26/10/2022
ARRÊT N°376
N° RG 21/03866 - N° Portalis DBVI-V-B7F-OLVI
PHD/CO
Décision déférée du 02 Septembre 2021 - Tribunal de Grande Instance de TOULOUSE - 20/019393
M.RUFFAT
[H] [M]
[T] [Y]
C/
[C] [F]
INFIRMATION PARTIELLE
Grosse délivrée
le
à
REPUBLIQUE FRANCAISE
AU NOM DU PEUPLE FRANCAIS
COUR D'APPEL DE TOULOUSE
2ème chambre
ARRÊT DU VINGT SIX OCTOBRE DEUX MILLE VINGT DEUX
***
APPELANTES
Madame [H] [M]
[Adresse 6]
[Localité 3]
Représentée par Me Christophe NEROT, avocat au barreau de TOULOUSE
Madame [T] [Y]
[Adresse 1]
[Localité 4]
Représentée par Me Christophe NEROT, avocat au barreau de TOULOUSE
INTIMEE
Madame [C] [F]
[Adresse 2]
[Localité 5]
Représentée par Me Géraud VACARIE de l'ASSOCIATION VACARIE - DUVERNEUIL, avocat au barreau de TOULOUSE
COMPOSITION DE LA COUR
En application des dispositions des articles 805 et 907 du Code de procédure civile, l'affaire a été débattue le 13 Juin 2022, en audience publique, les avocats ne s'y étant pas opposés, devant P. DELMOTTE, Conseiller , chargé du rapport, I.MARTIN DE LA MOUTTE, conseiller. Ces magistrats ont rendu compte des plaidoiries dans le délibéré de la Cour, composée de :
V. SALMERON, présidente
P. DELMOTTE, conseiller
I. MARTIN DE LA MOUTTE, conseiller
Greffier, lors des débats : A. CAVAN
ARRET :
- contradictoire
- prononcé publiquement par mise à disposition au greffe après avis aux parties
- signé par V. SALMERON, présidente et par C.OULIE , greffier de chambre.
Exposé du litige
Mmes [M], [Y] et [F], toutes trois infirmières, étaient liées par un contrat d'exercice en commun avec partage des frais signé le 20 janvier 2019, le lieu d'exercice en commun de l'activité d'infirmier étant situé à [Localité 7](31).

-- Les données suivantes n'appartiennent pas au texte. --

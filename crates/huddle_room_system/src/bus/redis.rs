//! Redis Pub/Sub backend for the event bus.
//!
//! Publishing goes through the shared multiplexed connection. Subscribing
//! opens one dedicated pub/sub connection per process (Redis dedicates a
//! connection to subscriber mode), registered for the process's own channel
//! exactly and for the room pattern, and forwards decoded frames into the
//! gateway's queue.
//!
//! Every process also receives its own room publishes back through the
//! pattern subscription; the decoder drops those by the frame's origin tag,
//! so the subscription stream only carries other processes' events.

use super::{
    decode_frame, proc_channel, room_channel, BusMessage, EventBus, RoomFrame,
    ROOM_CHANNEL_PATTERN,
};
use crate::error::BusError;
use crate::events::{ProcEvent, RoomEvent};
use crate::types::{ProcessId, RoomId};
use async_trait::async_trait;
use futures_util::StreamExt;
use redis::aio::MultiplexedConnection;
use redis::AsyncCommands;
use tokio::sync::mpsc;
use tracing::{info, warn};

/// Queue between the pub/sub reader task and the gateway's bus loop.
const SUBSCRIBER_QUEUE: usize = 1024;

/// Event bus over Redis Pub/Sub.
pub struct RedisEventBus {
    client: redis::Client,
    publisher: MultiplexedConnection,
    process_id: ProcessId,
}

impl RedisEventBus {
    /// Connects the publishing side and keeps the client around for the
    /// pub/sub connection opened by [`subscribe`](EventBus::subscribe).
    pub async fn connect(url: &str, process_id: ProcessId) -> Result<Self, BusError> {
        let client = redis::Client::open(url)
            .map_err(|e| BusError::Publish(format!("invalid bus url: {e}")))?;
        let publisher = client
            .get_multiplexed_async_connection()
            .await
            .map_err(|e| BusError::Publish(format!("bus connect: {e}")))?;
        info!("📡 Connected event bus for process {}", process_id);
        Ok(Self {
            client,
            publisher,
            process_id,
        })
    }

    async fn publish(&self, channel: String, payload: String) -> Result<(), BusError> {
        let mut conn = self.publisher.clone();
        let _receivers: i64 = conn
            .publish(channel, payload)
            .await
            .map_err(|e| BusError::Publish(e.to_string()))?;
        Ok(())
    }
}

#[async_trait]
impl EventBus for RedisEventBus {
    async fn publish_room(&self, room: &RoomId, event: &RoomEvent) -> Result<(), BusError> {
        let frame = RoomFrame {
            origin: self.process_id,
            event: event.clone(),
        };
        let payload =
            serde_json::to_string(&frame).map_err(|e| BusError::Publish(e.to_string()))?;
        self.publish(room_channel(room), payload).await
    }

    async fn publish_proc(&self, process: ProcessId, event: &ProcEvent) -> Result<(), BusError> {
        let payload =
            serde_json::to_string(event).map_err(|e| BusError::Publish(e.to_string()))?;
        self.publish(proc_channel(process), payload).await
    }

    async fn subscribe(&self) -> Result<mpsc::Receiver<BusMessage>, BusError> {
        let mut pubsub = self
            .client
            .get_async_pubsub()
            .await
            .map_err(|e| BusError::Closed(format!("pub/sub connect: {e}")))?;
        pubsub
            .subscribe(proc_channel(self.process_id))
            .await
            .map_err(|e| BusError::Closed(format!("proc subscribe: {e}")))?;
        pubsub
            .psubscribe(ROOM_CHANNEL_PATTERN)
            .await
            .map_err(|e| BusError::Closed(format!("room subscribe: {e}")))?;

        let (tx, rx) = mpsc::channel(SUBSCRIBER_QUEUE);
        let self_process = self.process_id;

        tokio::spawn(async move {
            let mut stream = pubsub.on_message();
            while let Some(message) = stream.next().await {
                let channel = message.get_channel_name().to_string();
                let payload: String = match message.get_payload() {
                    Ok(payload) => payload,
                    Err(e) => {
                        warn!("❌ Unreadable bus payload on '{}': {}", channel, e);
                        continue;
                    }
                };
                let Some(decoded) = decode_frame(&channel, &payload, self_process) else {
                    continue;
                };
                if tx.send(decoded).await.is_err() {
                    break;
                }
            }
            warn!(
                "⚠️ Bus subscription for process {} ended; caches stop converging",
                self_process
            );
        });

        Ok(rx)
    }
}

A la suite d'une mésentente, Mme [F] a notifié, le 23 juillet 2019, son intention de mettre un terme au contrat d'exercice en commun, à effet du 23 septembre 2019.
Par courrier du 11 septembre 2019, Mme [M] a notifié à Mme [F] son expulsion définitive et immédiate du cabinet d'infirmières à compter du 10 septembre 2019.
Estimant que Mme [M] avait commis de multiples manquements aux règles du code de déontologie des infirmiers, Mme [F] a saisi le 12 septembre 2019 le conseil de l'Ordre des infirmiers.
Mme [Y] a également saisi le 7 octobre 2019 le conseil de l'Ordre des infirmiers.
Les parties au contrat ont été convoquées à une réunion de la commission de conciliation de l'Ordre des infirmiers de la Haute-Garonne qui s'est tenue le 6 janvier 2020.
A cette date, ont été dressés,
-d'une part, un procès-verbal de conciliation entre Mme [F] et Mme [Y] aux termes duquel :
+ Mme [F] s'est engagée à ne plus contacter les anciens patients du cabinet et à ne pas dénigrer ses anciennes collègues 'auprès de ceux-là ni auprès d'autres professionnels de santé'
+ Mme [F] assume le courrier de plainte contre Mme [M] en son nom personnel
+ le litige s'éteint. Les différentes parties ont abouti à un accord et se désistent mutuellement 'd'instance et d'action'.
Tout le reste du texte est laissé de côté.